### Directions for this task
The response must consist of the lines below from the one with "shape of an" through the one with "every tavern subsystem.", exactly as they appear and with both ends kept.

Data extracts Block Start

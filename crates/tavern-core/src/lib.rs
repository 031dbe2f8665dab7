//! Core types and error definitions for tavern.
//!
//! This crate provides the foundational types shared across all tavern crates:
//! the error taxonomy, the records that make up a session, the shape of an
//! inbound action, and the payloads pushed to connected clients.
//!
//! # Main types
//!
//! - [`TavernError`] - Unified error enum for every tavern subsystem.
//! - [`TavernResult`] - Convenience alias for `Result<T, TavernError>`.
//! - [`Participant`] - A named player with a role, unique by name within a session.
//! - [`DialogueEntry`] - One speaker/text pair of a session transcript.
//! - [`ChatTurn`] - One turn of the generator-facing history.
//! - [`Action`] - An inbound request against a session.
//! - [`Payload`] - A message broadcast to a session's connections.

/// In-character apology strings used when the generator fails.
pub mod apology;
/// Error taxonomy.
pub mod error;
/// Session records and inbound actions.
pub mod message;
/// Broadcast payloads and their byte encoding.
pub mod payload;

pub use apology::{random_apology, APOLOGIES, WAIT_MESSAGE};
pub use error::{TavernError, TavernResult};
pub use message::{Action, ChatTurn, DialogueEntry, Participant};
pub use payload::Payload;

Data extracts Block End

### Task result
//! the error taxonomy, the records that make up a session, the shape of an
//! inbound action, and the payloads pushed to connected clients.
//!
//! # Main types
//!
//! - [`TavernError`] - Unified error enum for every tavern subsystem.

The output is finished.